Mentre proseguiva con determinazione la sua carriera, Ginsburg ebbe due figli - Jane, nata nel 1955, e James, nato nel 1965. Subito dopo la nascita della figlia, al marito fu diagnosticato un cancro ai testicoli: la futura giudice, in quel periodo, frequentò le lezioni ad Harvard prendendo appunti per entrambi (anche il marito, scomparso nel 2010, dopo un matrimonio durato 56 anni, fu un avvocato nel settore fiscale e in seguito divenne professore di diritto tributario al Georgetown University Law Center), assistendo contemporaneamente la figlia neonata e il coniuge malato. 


Le cause in tribunale e poi le sentenze emanate come giudice della Corte d'appello degli Stati Uniti d'America per il Distretto della Columbia, dove era stata nominata nel 1980 e dove lavorò fino alla nomina alla Corte Suprema, scardinando lentamente quello che Ginsburg chiamava “l’incasellamento del ruolo sessuale”, contribuirono intanto a renderla una paladina dei diritti delle donne. 


Icona culturale

Da lì a diventare anche un’icona culturale, oltre che del femminismo, il passo è stato inaspettato, ma relativamente breve. La biografia intitolata “Notorious RBG: The Life and Times of Ruth Bader Ginsburg” appena uscita nel 2015 entrò subito nella classifica dei libri più venduti. Poco dopo seguì “I dissent”, un altro libro sulla sua vita raccontata ai bambini. Nel 2018 uscirono due film: uno biografico, “Alla corte di Ruth”, e uno ispirato a uno dei suoi casi, “Una giusta causa”. Nel frattempo su Internet presero a circolare moltissimi meme che la ritraevano con uno dei suoi caratteristici colletti di pizzo bianco. Oggi il suo volto e le sue parole sono stampati sulle magliette.
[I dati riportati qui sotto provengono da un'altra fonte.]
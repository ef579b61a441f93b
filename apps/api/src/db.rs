use std::time::Duration;

use anyhow::{Context, Result};
use sqlx::postgres::PgPoolOptions;
use sqlx::PgPool;
use tracing::info;

/// Creates and returns a PostgreSQL connection pool for the Postgres events backend.
pub async fn create_pool(database_url: &str, acquire_timeout: Duration) -> Result<PgPool> {
    info!("Connecting to PostgreSQL...");

    let pool = PgPoolOptions::new()
        .max_connections(10)
        .acquire_timeout(acquire_timeout)
        .connect(database_url)
        .await
        .context("Failed to connect to PostgreSQL")?;

    info!("PostgreSQL connection pool established");
    Ok(pool)
}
Così, pesando ogni parola, studiando con cura la strategia, lavorando instancabilmente, lottando anche contro i suoi problemi di salute - per due volte Ginsburg affrontò prima il cancro al colon nel 1999 e poi un tumore al pancreas nel 2009, che ne causerà in seguito la morte - la giudice minuta e determinata ha dato un’impronta nuova alle  leggi sulla parità, incoraggiando ogni donna a prendere il posto che le spetta: “in ogni luogo dove si prendono le decisioni”.